Redox Processes and Diagnostic Wetland Soil Indicators in Bottomland Hardwood Forests

  1. S. P. Faulkner  and
  2. W. H. Patrick
  1. Wetland Biogeochemistry Inst., Louisiana State Univ., Baton Rouge, LA 70803

Abstract

Abstract

The presence of unique hydrologic, vegetative, and soil characteristics separates wetlands from nonwetlands. The hydrophytic nature of bottomland hardwood forest vegetation emphasizes soil and hydrologic parameters that are often inferred from soil profile characteristics. Our objectives were to determine the relationships among hydroperiod, soil redox processes, and diagnostic wetland soil indicators.
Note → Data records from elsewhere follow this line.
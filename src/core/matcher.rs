use chrono::{DateTime, Utc};

use crate::core::{
    eligibility::EligibilityRules,
    filters::{is_ready_to_donate, matches_location, matches_need, within_distance},
    ranking::rank_by_distance,
};
use crate::models::{DonorRecord, MissingDistance, SearchQuery};

/// Main matching orchestrator - implements the donor filtering pipeline
///
/// # Pipeline Stages
/// 1. Compatibility (blood type and/or organ)
/// 2. Availability and recovery interval
/// 3. Location
/// 4. Distance bound
/// 5. Ranking by distance
///
/// The matcher holds no donor state; every call runs against the slice it is
/// given and returns references into it.
#[derive(Debug, Clone, Copy, Default)]
pub struct Matcher {
    rules: EligibilityRules,
    missing_distance: MissingDistance,
}

impl Matcher {
    pub fn new(rules: EligibilityRules, missing_distance: MissingDistance) -> Self {
        Self { rules, missing_distance }
    }

    pub fn rules(&self) -> &EligibilityRules {
        &self.rules
    }

    pub fn missing_distance(&self) -> MissingDistance {
        self.missing_distance
    }

    /// Find eligible, available, compatible donors for `query`
    ///
    /// # Arguments
    /// * `donors` - Snapshot of the registry
    /// * `query` - Search parameters
    /// * `today` - Reference time for the recovery interval
    ///
    /// # Returns
    /// Matching donors ordered by distance, then id. Empty when nothing matches.
    pub fn find_matches<'a>(
        &self,
        donors: &'a [DonorRecord],
        query: &SearchQuery,
        today: DateTime<Utc>,
    ) -> Vec<&'a DonorRecord> {
        if query.max_distance_km.is_some() && self.missing_distance == MissingDistance::TreatAsZero {
            let unknown = donors.iter().filter(|d| d.distance_km.is_none()).count();
            if unknown > 0 {
                tracing::debug!("{} donors without distance treated as 0 km", unknown);
            }
        }

        let mut matches: Vec<&DonorRecord> = donors
            .iter()
            // Stage 1: Blood type / organ
            .filter(|donor| matches_need(donor, query))
            // Stage 2: Availability and eligibility
            .filter(|donor| is_ready_to_donate(donor, query, &self.rules, today))
            // Stage 3: Location
            .filter(|donor| matches_location(donor, &query.location))
            // Stage 4: Distance
            .filter(|donor| within_distance(donor, query.max_distance_km, self.missing_distance))
            .collect();

        // Stage 5: Ranking
        rank_by_distance(&mut matches, self.missing_distance);

        matches
    }
}

#[cfg(test)]
mod tests {
    use super::*;
    use crate::models::{BloodType, OrganType};
    use chrono::Duration;

    fn create_donor(id: &str, blood_type: BloodType, city: &str, distance: Option<f64>) -> DonorRecord {
        DonorRecord {
            id: id.to_string(),
            name: format!("Donor {}", id),
            age: 30,
            blood_type,
            organs: vec![],
            last_donation: None,
            city: city.to_string(),
            state: "CA".to_string(),
            available: true,
            distance_km: distance,
        }
    }

    #[test]
    fn test_universal_donor_matches() {
        let matcher = Matcher::default();
        let donors = vec![create_donor("a", BloodType::ONegative, "San Francisco", None)];
        let query = SearchQuery::in_location("San Francisco").with_blood_type(BloodType::APositive);

        let result = matcher.find_matches(&donors, &query, Utc::now());
        assert_eq!(result.len(), 1);
        assert_eq!(result[0].id, "a");
    }

    #[test]
    fn test_unavailable_excluded() {
        let matcher = Matcher::default();
        let mut donor = create_donor("a", BloodType::ONegative, "San Francisco", None);
        donor.available = false;
        let donors = vec![donor];
        let query = SearchQuery::in_location("San Francisco").with_blood_type(BloodType::APositive);

        assert!(matcher.find_matches(&donors, &query, Utc::now()).is_empty());
    }

    #[test]
    fn test_recent_donor_excluded() {
        let matcher = Matcher::default();
        let today = Utc::now();
        let mut donor = create_donor("a", BloodType::ONegative, "San Francisco", None);
        donor.last_donation = Some(today - Duration::days(10));
        let donors = vec![donor];
        let query = SearchQuery::in_location("San Francisco").with_blood_type(BloodType::APositive);

        assert!(matcher.find_matches(&donors, &query, today).is_empty());
    }

    #[test]
    fn test_max_distance() {
        let matcher = Matcher::default();
        let donors = vec![
            create_donor("far", BloodType::OPositive, "San Jose", Some(7.5)),
            create_donor("near", BloodType::OPositive, "San Jose", Some(2.4)),
        ];
        let query = SearchQuery::in_location("san jose").within_km(5.0);

        let result = matcher.find_matches(&donors, &query, Utc::now());
        assert_eq!(result.len(), 1);
        assert_eq!(result[0].id, "near");
    }

    #[test]
    fn test_organ_query() {
        let matcher = Matcher::default();
        let mut kidney = create_donor("k", BloodType::ANegative, "Oakland", Some(1.0));
        kidney.organs = vec![OrganType::Kidney, OrganType::Liver];
        let donors = vec![kidney, create_donor("x", BloodType::ANegative, "Oakland", Some(0.5))];

        let query = SearchQuery::in_location("Oakland").with_organ(OrganType::Liver);
        let result = matcher.find_matches(&donors, &query, Utc::now());
        assert_eq!(result.len(), 1);
        assert_eq!(result[0].id, "k");
    }

    #[test]
    fn test_results_ranked_and_idempotent() {
        let matcher = Matcher::default();
        let donors = vec![
            create_donor("3", BloodType::OPositive, "Oakland", Some(5.2)),
            create_donor("1", BloodType::ONegative, "Oakland", Some(1.8)),
            create_donor("2", BloodType::OPositive, "Oakland", Some(1.8)),
        ];
        let query = SearchQuery::in_location("Oakland").with_blood_type(BloodType::OPositive);
        let today = Utc::now();

        let first = matcher.find_matches(&donors, &query, today);
        let second = matcher.find_matches(&donors, &query, today);

        let ids: Vec<&str> = first.iter().map(|d| d.id.as_str()).collect();
        assert_eq!(ids, vec!["1", "2", "3"]);
        assert_eq!(first, second);
    }
}
// Service exports
pub mod registry;

pub use registry::{DonorRegistry, RegistryError};
use std::cmp::Ordering;

use crate::core::filters::effective_distance;
use crate::models::{DonorRecord, MissingDistance};

/// Order donors by distance ascending, then by id
///
/// Donors excluded by the missing-distance policy sort after every donor with
/// a known distance.
pub fn rank_by_distance(donors: &mut [&DonorRecord], policy: MissingDistance) {
    donors.sort_by(|a, b| compare(a, b, policy));
}

fn compare(a: &DonorRecord, b: &DonorRecord, policy: MissingDistance) -> Ordering {
    let by_distance = match (effective_distance(a, policy), effective_distance(b, policy)) {
        (Some(x), Some(y)) => x.total_cmp(&y),
        (Some(_), None) => Ordering::Less,
        (None, Some(_)) => Ordering::Greater,
        (None, None) => Ordering::Equal,
    };

    by_distance.then_with(|| a.id.cmp(&b.id))
}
Five transects traversing nonwetland, transitional, and wetland habitat were established parallel to the natural moisture gradient in alluvial bottomlands with mature hardwood forest overstory in Louisiana and Mississippi. Soil redox potential and O2 content at 15, 30, 60, and 120 cm were monitored monthly from September 1982 to August 1985 with permanently installed equipment. Water-table depth in the upper 120 cm of the soil was also measured during this time. Oxygen and redox patterns at 30 cm were analyzed for each site. These patterns were conclusive enough to classify five sites as nonwetland and eight sites as wetland; however, additional data (hydric soils, soil profile descriptions) were needed to delineate the remaining 11 sites. The quantitative data supported the qualitative diagnostic wetland soil indicators, hydrologic regime, and wetland status of 18 of the 24 sites. Bottomland hardwood wetlands in the lower Mississippi River Valley that are seasonally inundated may be oxidized and aerobic throughout the root zone for 60 to 80% of the growing season. Many bottomland hardwood soils would be considered hydric by the current wetland delineation procedure. Hydrology is the determining factor for these sites and proper assessment of the current hydroperiod is critical.